Data in this exercise:
++++++
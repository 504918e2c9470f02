//! Consumption loop lifecycle integration tests.
//!
//! These tests run the loop against the mock broker and connector:
//! connect -> declare -> consume -> dispatch -> drain/abort on shutdown,
//! plus reconnects and fatal startup errors.

use std::sync::Arc;
use std::time::{Duration, Instant};

use tempfile::TempDir;
use tokio::task::JoinHandle;

use aiep_core::{
    config::RetryConfig,
    testing::{fixtures, MockBroker, MockConnector, MockFetcher, MockPredictor, Settlement},
    BrokerError, ConsumerConfig, ConsumerError, ConsumptionLoop, Modality, PredictorRegistry,
    ProcessorConfig, TaskProcessor,
};

/// Test helper to create the loop and its dependencies.
struct TestHarness {
    broker: MockBroker,
    connector: MockConnector,
    mri: MockPredictor,
    consumer: Arc<ConsumptionLoop>,
    _scratch: TempDir,
}

impl TestHarness {
    fn new(configure: impl FnOnce(&mut ConsumerConfig)) -> Self {
        let scratch = TempDir::new().expect("Failed to create temp dir");
        let broker = MockBroker::new();
        let connector = MockConnector::new(broker.clone());
        let mri = MockPredictor::label(Modality::Mri, "Negative");

        let processor = TaskProcessor::new(
            ProcessorConfig {
                queue_out: "out".to_string(),
                scratch_dir: scratch.path().to_path_buf(),
                keep_artifacts: false,
                publish_retry: fast_retry(2),
            },
            Arc::new(MockFetcher::new()),
            PredictorRegistry::new().with(Arc::new(mri.clone())),
        );

        let mut config = ConsumerConfig {
            queue_in: "in".to_string(),
            queue_out: "out".to_string(),
            concurrency: 1,
            shutdown_timeout_secs: 5,
            reconnect: fast_retry(0),
        };
        configure(&mut config);

        let consumer = Arc::new(ConsumptionLoop::new(
            config,
            Arc::new(connector.clone()),
            Arc::new(processor),
        ));

        Self {
            broker,
            connector,
            mri,
            consumer,
            _scratch: scratch,
        }
    }

    fn start(&self) -> JoinHandle<Result<(), ConsumerError>> {
        let consumer = Arc::clone(&self.consumer);
        tokio::spawn(async move { consumer.run().await })
    }

    fn push_request(&self) -> u64 {
        self.broker
            .push_message(fixtures::request_body(Some(("/data", "scan.zip")), None))
    }

    async fn wait_for(&self, what: &str, condition: impl Fn(&TestHarness) -> bool) {
        let start = Instant::now();
        while start.elapsed() < Duration::from_secs(5) {
            if condition(self) {
                return;
            }
            tokio::time::sleep(Duration::from_millis(10)).await;
        }
        panic!("timed out waiting for {}", what);
    }

    async fn wait_for_settled(&self, count: usize) {
        let start = Instant::now();
        while start.elapsed() < Duration::from_secs(5) {
            if self.broker.settlements().await.len() >= count {
                return;
            }
            tokio::time::sleep(Duration::from_millis(10)).await;
        }
        panic!("timed out waiting for {} settlements", count);
    }
}

fn fast_retry(max_attempts: u32) -> RetryConfig {
    RetryConfig {
        max_attempts,
        initial_delay_ms: 1,
        max_delay_ms: 10,
        backoff_multiplier: 2.0,
    }
}

#[tokio::test]
async fn test_processes_messages_and_stops() {
    let harness = TestHarness::new(|_| {});
    let first = harness.push_request();
    let second = harness.push_request();
    let handle = harness.start();

    harness.wait_for_settled(2).await;
    harness.consumer.shutdown();
    handle.await.unwrap().unwrap();

    assert_eq!(
        harness.broker.settlements_for(first).await,
        vec![Settlement::Ack]
    );
    assert_eq!(
        harness.broker.settlements_for(second).await,
        vec![Settlement::Ack]
    );

    let status = harness.consumer.status();
    assert!(!status.running);
    assert!(!status.connected);
    assert_eq!(status.completed, 2);
    assert_eq!(status.in_flight, 0);
}

#[tokio::test]
async fn test_declares_both_queues_durable() {
    let harness = TestHarness::new(|_| {});
    let handle = harness.start();

    harness
        .wait_for("consumer attached", |h| h.broker.is_consuming())
        .await;
    harness.consumer.shutdown();
    handle.await.unwrap().unwrap();

    assert_eq!(
        harness.broker.declared_queues().await,
        vec![("in".to_string(), true), ("out".to_string(), true)]
    );
}

#[tokio::test]
async fn test_poison_message_does_not_stop_loop() {
    let harness = TestHarness::new(|_| {});
    let poison = harness.broker.push_message("not json at all");
    let good = harness.push_request();
    let handle = harness.start();

    harness.wait_for_settled(2).await;
    harness.consumer.shutdown();
    handle.await.unwrap().unwrap();

    assert_eq!(
        harness.broker.settlements_for(poison).await,
        vec![Settlement::Nack { requeue: false }]
    );
    assert_eq!(
        harness.broker.settlements_for(good).await,
        vec![Settlement::Ack]
    );
    let status = harness.consumer.status();
    assert_eq!(status.rejected, 1);
    assert_eq!(status.completed, 1);
}

#[tokio::test]
async fn test_concurrency_bounds_in_flight_tasks() {
    let harness = TestHarness::new(|c| c.concurrency = 2);
    harness.mri.set_delay(Duration::from_millis(150)).await;
    for _ in 0..5 {
        harness.push_request();
    }
    let handle = harness.start();

    let mut max_in_flight = 0;
    let start = Instant::now();
    while harness.broker.settlements().await.len() < 5 {
        assert!(start.elapsed() < Duration::from_secs(5), "messages not processed");
        max_in_flight = max_in_flight.max(harness.consumer.status().in_flight);
        tokio::time::sleep(Duration::from_millis(5)).await;
    }
    harness.consumer.shutdown();
    handle.await.unwrap().unwrap();

    assert_eq!(max_in_flight, 2);
    assert_eq!(harness.mri.call_count().await, 5);
    assert!(harness.broker.double_settles().await.is_empty());
}

#[tokio::test]
async fn test_config_mismatch_is_fatal() {
    let harness = TestHarness::new(|_| {});
    harness.broker.set_existing_queue("in", false).await;

    let result = harness.start().await.unwrap();

    assert!(matches!(
        result,
        Err(ConsumerError::Broker(BrokerError::ConfigMismatch { .. }))
    ));
    assert_eq!(harness.broker.consume_calls(), 0);
    assert!(!harness.consumer.status().running);
}

#[tokio::test]
async fn test_initial_connect_retried() {
    let harness = TestHarness::new(|_| {});
    harness.connector.fail_connects(2);
    let tag = harness.push_request();
    let handle = harness.start();

    harness.wait_for_settled(1).await;
    harness.consumer.shutdown();
    handle.await.unwrap().unwrap();

    assert_eq!(harness.connector.connect_attempts(), 3);
    assert_eq!(
        harness.broker.settlements_for(tag).await,
        vec![Settlement::Ack]
    );
    // The first successful connection is not a reconnect.
    assert_eq!(harness.consumer.status().reconnects, 0);
}

#[tokio::test]
async fn test_reconnect_budget_exhausted() {
    let harness = TestHarness::new(|c| c.reconnect = fast_retry(3));
    harness.connector.fail_connects(10);

    let result = harness.start().await.unwrap();

    assert!(matches!(
        result,
        Err(ConsumerError::ReconnectExhausted { attempts: 3, .. })
    ));
    assert_eq!(harness.connector.connect_attempts(), 3);
}

#[tokio::test]
async fn test_reconnects_after_connection_loss() {
    let harness = TestHarness::new(|_| {});
    let handle = harness.start();

    harness
        .wait_for("consumer attached", |h| h.broker.is_consuming())
        .await;
    harness.broker.disconnect();

    let tag = harness.push_request();
    harness.wait_for_settled(1).await;

    assert_eq!(
        harness.broker.settlements_for(tag).await,
        vec![Settlement::Ack]
    );
    assert_eq!(harness.broker.consume_calls(), 2);
    let status = harness.consumer.status();
    assert_eq!(status.reconnects, 1);
    assert!(status.connected);

    harness.consumer.shutdown();
    handle.await.unwrap().unwrap();
}

#[tokio::test]
async fn test_stream_error_triggers_reconnect() {
    let harness = TestHarness::new(|_| {});
    let handle = harness.start();

    harness
        .wait_for("consumer attached", |h| h.broker.consume_calls() == 1)
        .await;
    harness.broker.fail_stream("channel closed by server");
    harness
        .wait_for("second consumer", |h| h.broker.consume_calls() == 2)
        .await;

    harness.consumer.shutdown();
    handle.await.unwrap().unwrap();
    assert_eq!(harness.consumer.status().reconnects, 1);
}

#[tokio::test]
async fn test_shutdown_drains_in_flight_tasks() {
    let harness = TestHarness::new(|_| {});
    harness.mri.set_delay(Duration::from_millis(200)).await;
    let tag = harness.push_request();
    let handle = harness.start();

    harness
        .wait_for("task in flight", |h| h.consumer.status().in_flight == 1)
        .await;
    harness.consumer.shutdown();
    handle.await.unwrap().unwrap();

    // The task finished normally instead of being aborted.
    assert_eq!(
        harness.broker.settlements_for(tag).await,
        vec![Settlement::Ack]
    );
    assert_eq!(harness.broker.published().await.len(), 1);
    assert_eq!(harness.consumer.status().aborted, 0);
}

#[tokio::test]
async fn test_shutdown_stops_pulling_new_messages() {
    let harness = TestHarness::new(|_| {});
    harness.mri.set_delay(Duration::from_millis(200)).await;
    let first = harness.push_request();
    let second = harness.push_request();
    let handle = harness.start();

    harness
        .wait_for("task in flight", |h| h.consumer.status().in_flight == 1)
        .await;
    harness.consumer.shutdown();
    handle.await.unwrap().unwrap();

    assert_eq!(
        harness.broker.settlements_for(first).await,
        vec![Settlement::Ack]
    );
    // Never dispatched; stays unacked on the broker for another worker.
    assert!(harness.broker.settlements_for(second).await.is_empty());
}

#[tokio::test]
async fn test_hard_timeout_aborts_and_requeues() {
    let harness = TestHarness::new(|c| c.shutdown_timeout_secs = 0);
    harness.mri.set_delay(Duration::from_secs(30)).await;
    let tag = harness.push_request();
    let handle = harness.start();

    harness
        .wait_for("task in flight", |h| h.consumer.status().in_flight == 1)
        .await;
    harness.consumer.shutdown();
    tokio::time::timeout(Duration::from_secs(5), handle)
        .await
        .expect("run did not return after the shutdown deadline")
        .unwrap()
        .unwrap();

    assert_eq!(
        harness.broker.settlements_for(tag).await,
        vec![Settlement::Nack { requeue: true }]
    );
    assert!(harness.broker.published().await.is_empty());
    let status = harness.consumer.status();
    assert_eq!(status.aborted, 1);
    assert_eq!(status.in_flight, 0);
}

#[tokio::test]
async fn test_shutdown_before_run_returns_immediately() {
    let harness = TestHarness::new(|_| {});
    harness.consumer.shutdown();

    tokio::time::timeout(Duration::from_secs(1), harness.start())
        .await
        .expect("run did not return")
        .unwrap()
        .unwrap();
    assert_eq!(harness.connector.connect_attempts(), 0);
}

#[tokio::test]
async fn test_run_twice_rejected() {
    let harness = TestHarness::new(|_| {});
    let handle = harness.start();
    harness
        .wait_for("loop running", |h| h.consumer.status().running)
        .await;

    let second = harness.consumer.run().await;
    assert!(matches!(second, Err(ConsumerError::AlreadyRunning)));

    harness.consumer.shutdown();
    handle.await.unwrap().unwrap();
}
++++++
Problem:
Please find every line in the records above that holds the word "MockPredictor" and copy it.

Written answer:
    testing::{fixtures, MockBroker, MockConnector, MockFetcher, MockPredictor, Settlement},
    mri: MockPredictor,
        let mri = MockPredictor::label(Modality::Mri, "Negative");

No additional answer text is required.